Welcome to the last (finally) post dedicated to the awards’ season. This time, I won’t be reviewing any nominated motion pictures (I have done that already), but I  will tell you my own personal winners and will list all the others films in a very subjective order in each category. I am listing all the films because it was very hard for me to pick a definite number 1 spot. In addition, a lot of these films would have probably made my Best movies of 2015 list if I had seen them before January 1st, so I feel the need to at least mention them here.

Now, my categories won’t have a definite number of spaces in them. I have actually picked 20 films in total that have been nominated for either a Golden Globe, a SAG, a BAFTA, an Oscar or for all 4.  Also, I will be joining adapted and original screenplay categories into one. The distinction between lead and supporting roles will also be treated subjectively and not necessarily the way that the studios wanted.
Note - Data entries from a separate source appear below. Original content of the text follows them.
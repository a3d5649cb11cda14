//! # Category Seed Files
//!
//! A fresh registry has no categories, and only the administrator can
//! create them. Deployments describe their initial taxonomy in a YAML
//! file applied once at startup:
//!
//! ```yaml
//! categories:
//!   - name: programming
//!     description: Software development skills
//!   - name: cloud-operations
//!     description: Deployment and operations skills
//! ```
//!
//! Seeding is idempotent: a category that already exists is skipped, so
//! restarting against the same seed file is safe.

use std::path::Path;

use serde::Deserialize;
use skillcert_registry::RegistryError;

use crate::state::AppState;

/// One category entry in a seed file.
#[derive(Debug, Clone, Deserialize)]
pub struct CategorySeed {
    pub name: String,
    #[serde(default)]
    pub description: String,
}

/// A parsed seed file.
#[derive(Debug, Clone, Deserialize)]
pub struct SeedFile {
    pub categories: Vec<CategorySeed>,
}

/// Failures while loading or applying a seed file.
#[derive(Debug, thiserror::Error)]
pub enum SeedError {
    #[error("failed to read seed file: {0}")]
    Io(#[from] std::io::Error),

    #[error("failed to parse seed file: {0}")]
    Parse(#[from] serde_yaml::Error),

    #[error("seed rejected by the registry: {0}")]
    Registry(#[from] RegistryError),
}

/// Load a seed file from disk.
pub fn load_seed(path: &Path) -> Result<SeedFile, SeedError> {
    let raw = std::fs::read_to_string(path)?;
    Ok(serde_yaml::from_str(&raw)?)
}

/// Apply a seed as the configured administrator. Returns the number of
/// categories created; existing names are skipped.
pub fn apply_seed(state: &AppState, seed: &SeedFile) -> Result<usize, SeedError> {
    let admin = state.config.admin_account.clone();
    let mut registry = state.registry.write();
    let mut created = 0usize;
    for category in &seed.categories {
        if registry.skill_category(&category.name).is_some() {
            tracing::debug!(name = %category.name, "seed category already exists, skipping");
            continue;
        }
        state.clock.next_block();
        registry.add_skill_category(&admin, &category.name, &category.description)?;
        created += 1;
    }
    tracing::info!(created, total = seed.categories.len(), "category seed applied");
    Ok(created)
}

#[cfg(test)]
mod tests {
    use super::*;
    use skillcert_core::AccountId;
    use std::io::Write;

    fn state() -> AppState {
        AppState::new(AccountId::new("admin").unwrap())
    }

    fn write_seed(contents: &str) -> tempfile::NamedTempFile {
        let mut file = tempfile::NamedTempFile::new().unwrap();
        file.write_all(contents.as_bytes()).unwrap();
        file
    }

    #[test]
    fn seed_file_round_trips_from_disk() {
        let file = write_seed(
            "categories:\n  - name: programming\n    description: Software development skills\n  - name: design\n",
        );
        let seed = load_seed(file.path()).unwrap();
        assert_eq!(seed.categories.len(), 2);
        assert_eq!(seed.categories[0].name, "programming");
        assert_eq!(seed.categories[1].description, "");
    }

    #[test]
    fn apply_creates_active_categories() {
        let state = state();
        let seed = SeedFile {
            categories: vec![CategorySeed {
                name: "programming".into(),
                description: "Software development skills".into(),
            }],
        };
        assert_eq!(apply_seed(&state, &seed).unwrap(), 1);
        let registry = state.registry.read();
        let record = registry.skill_category("programming").unwrap();
        assert!(record.active);
        assert_eq!(record.total_credentials, 0);
    }

    #[test]
    fn apply_is_idempotent() {
        let state = state();
        let seed = SeedFile {
            categories: vec![CategorySeed {
                name: "programming".into(),
                description: "Software development skills".into(),
            }],
        };
        assert_eq!(apply_seed(&state, &seed).unwrap(), 1);
        assert_eq!(apply_seed(&state, &seed).unwrap(), 0);
    }

    #[test]
    fn malformed_yaml_is_a_parse_error() {
        let file = write_seed("categories: {not a list");
        assert!(matches!(load_seed(file.path()), Err(SeedError::Parse(_))));
    }
}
At the end of each category, I will also give my more objective prediction of who will probably take home the Academy Award.

P.S. The reviews of all these movies are linked to the names of the films only once – in the first category because it just seemed irrational to link you to a single post 5 or 6 times.

Best Picture

  1. Mad Max: Fury Road
  2. The Revenant
  3. The Martian
  4. Spotlight
  5. Creed
  6. The Big Short
  7. The Hateful Eight
  8. Steve Jobs
  9. Room
  10. The Danish Girl
  11. Bridge of Spies
  12. Brooklyn
  13. Ex-Machina
  14. Concussion
  15. Joy
  16. Straight Outta Compton
  17. Trumbo
  18. Beasts of No Nation
  19. Carol
  20. 45 Years

Prediction: As much as I would love for Mad Max to get the win, it seems very unlikely that this will happen. Although, with all the backlash against the Oscars online, the Academy might want to calm the fanboys/fangirls down by giving the award to the fan favorite. If they do decide to go the traditional route, The Revenant will probably be their top pick.

Best Directing

  1. Mad Max: Fury Road – George Miller
  2. The Revenant – Alejandro González Iñárritu
  3. The Hateful Eight – Quentin Tarantino 
  4. Room –  Lenny Abrahamson
  5. The Big Short – Adam McKay
  6. Creed – Ryan Coogler 
  7. Beasts of No Nation – Cary Joji Fukunaga
  8. Bridge of Spies – Steven Spielberg 
  9. Straight Outta Compton – F. Gary Gray
  10. The Martian – Ridley Scott
  11. Steve Jobs – Danny Boyle
  12. Ex-Machina – Alex Garland
  13. Spotlight – Tom McCarthy
  14. Concussion –  Peter Landesman
  15. The Danish Girl – Tom Hooper
  16. Brooklyn – John Crowley
  17. Trumbo – Jay Roach
  18. Joy – David O. Russell
  19. Carol – Todd Haynes
  20. 45 Years – Andrew Haigh

Prediction: Again, I would love for George Miller to take the award home, but I kinda think that Iñárritu will get his second win in the row. I would be willing to let Iñárritu win if Mad Max gets the Best Picture statue.

Best Writing

  1. Spotlight – Tom McCarthy, Josh Singer
  2. The Hateful Eight – Quentin Tarantino
  3. Steve Jobs – Aaron Sorkin
  4. The Martian – Drew Goddard
  5. Creed – Ryan Coogler, Aaron Covington
  6. The Big Short – Adam McKay, Charles Randolph
  7. The Revenant – Mark L. Smith, Alejandro G. Iñárritu
  8. Mad Max: Fury Road – George Miller, Brendan McCarthy, Nico Lathouris
  9. Bridge of Spies – Matt Charman, Joel Coen, Ethan Coen
  10. Straight Outta Compton – Jonathan Herman, Andrea Berloff
  11. Ex-Machina – Alex Garland
  12. The Danish Girl – Lucinda Coxon
  13. Room – Emma Donoghue
  14. Trumbo – John McNamara
  15. Concussion – Peter Landesman
  16. Joy – David O. Russell
  17. 45 Years – Andrew Haigh
  18. Beasts of No Nation – Cary Joji Fukunaga
  19. Brooklyn – Nick Hornby
  20. Carol – Phyllis Nagy

Prediction: this is the hardest category to predict. My best bet is that the original screenplay statue will be awarded to Spotlight, while the adapted one – to The Big Short.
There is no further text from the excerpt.